Sequence variation of hepatitis B virus precore-core open reading frame isolated from serum and liver of children with chronic hepatitis B before and after interferon treatment.

DNA and amino acid sequences of the hepatitis B virus (HBV) genome were studied in serum and liver samples taken from 12 children with chronic hepatitis B before and after interferon (IFN) therapy. The purpose was to discover whether the persistence of low levels of viral replication with normal alanine aminotransferases after the response to IFN treatment is due to the appearance of mutations in the sequence of HB core antigen T and B cell epitopes. The existence of mutants was studied by amplification of precore-core region of the HBV genome by polymerase chain reaction (PCR) and direct sequencing of the PCR products. In addition to the wild type sequence, mutation 1896 in the precore region was detected in the baseline serum and liver samples of five children.
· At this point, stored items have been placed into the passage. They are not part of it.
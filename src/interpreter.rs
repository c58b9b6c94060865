//! The execution engine.
//!
//! Walks a parsed [`Program`] against a growable tape and a data pointer.
//! Runs of repeated `>` `<` `+` `-` are applied as one batched step using the
//! program's run-length lookup, and loop brackets jump through the
//! precomputed jump table.

use std::io::{Read, Write};

use crate::BrainfuckError;
use crate::program::{Program, Token};

/// Parse and run `source`, wiring `,` to `input` and `.` to `output`.
///
/// A zero-length source fails with [`BrainfuckError::EmptyCode`] before any
/// tokenization happens; a non-empty source with no operator characters fails
/// with [`BrainfuckError::NoValidTokens`].
///
/// ```
/// use bft::execute;
///
/// let mut output = Vec::new();
/// execute(",.,.", &b"Z"[..], &mut output).unwrap();
/// // The second ',' hits end of input and zeroes the cell.
/// assert_eq!(output, [b'Z', 0]);
/// ```
pub fn execute<R: Read, W: Write>(
    source: &str,
    input: R,
    output: W,
) -> Result<(), BrainfuckError> {
    if source.is_empty() {
        return Err(BrainfuckError::EmptyCode);
    }
    let program = Program::parse(source)?;
    Interpreter::new(input, output).run(&program)
}

/// A Brainfuck interpreter bound to an input source and an output sink.
///
/// The tape and data pointer live inside [`Interpreter::run`]; every run
/// starts from a fresh single-cell tape and nothing survives the call.
pub struct Interpreter<R, W> {
    input: R,
    output: W,
}

impl<R: Read, W: Write> Interpreter<R, W> {
    pub fn new(input: R, output: W) -> Self {
        Self { input, output }
    }

    /// Execute `program` until the last token is processed.
    pub fn run(&mut self, program: &Program) -> Result<(), BrainfuckError> {
        let mut tape: Vec<u8> = vec![0];
        let mut pointer: usize = 0;
        let mut ip = 0;

        while ip < program.len() {
            match program.token(ip) {
                Token::MoveRight => {
                    let count = program.run_length(ip);
                    let target = pointer + count;
                    if target >= tape.len() {
                        // Double or reach the target, whichever is larger.
                        let grown = (target + 1).max(tape.len() * 2);
                        tape.resize(grown, 0);
                    }
                    pointer = target;
                    ip += count - 1;
                }
                Token::MoveLeft => {
                    let count = program.run_length(ip);
                    if count > pointer {
                        // Pointer stays where it was; the whole run is refused.
                        return Err(BrainfuckError::NegativePointer { ptr: pointer, count });
                    }
                    pointer -= count;
                    ip += count - 1;
                }
                Token::Increment => {
                    let count = program.run_length(ip);
                    // A full wrap of 256 is a no-op, so only the remainder matters.
                    tape[pointer] = tape[pointer].wrapping_add((count % 256) as u8);
                    ip += count - 1;
                }
                Token::Decrement => {
                    let count = program.run_length(ip);
                    tape[pointer] = tape[pointer].wrapping_sub((count % 256) as u8);
                    ip += count - 1;
                }
                Token::LoopOpen => {
                    if tape[pointer] == 0 {
                        ip = program.jump_target(ip).expect("bracket paired during parsing");
                    }
                }
                Token::LoopClose => {
                    if tape[pointer] != 0 {
                        ip = program.jump_target(ip).expect("bracket paired during parsing");
                    }
                }
                Token::Read => {
                    // Read exactly one byte; end of stream zeroes the cell.
                    let mut buf = [0u8; 1];
                    match self.input.read(&mut buf) {
                        Ok(0) => tape[pointer] = 0,
                        Ok(_) => tape[pointer] = buf[0],
                        Err(e) => return Err(BrainfuckError::Input { source: e }),
                    }
                }
                Token::Write => {
                    if let Err(e) = self.output.write_all(&[tape[pointer]]) {
                        return Err(BrainfuckError::Output { source: e });
                    }
                }
            }
            // Move to the next token
            ip += 1;
        }

        Ok(())
    }
}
No changes in the distribution were found in the final samples, except one case. In the core region, both the wild type sequence and amino acid substitutions were observed in the basal serum and/or liver samples of six patients and most of these remained detectable in the samples after treatment. Sixteen (67%) of 24 changes in the core amino acid sequences were found in the T- or B-cell epitopes. The results suggest that viral persistence after response to IFN therapy in children is not due to the appearance of mutants in the HBV core T- and B-cell epitopes and that the host immune response can control the viral replication.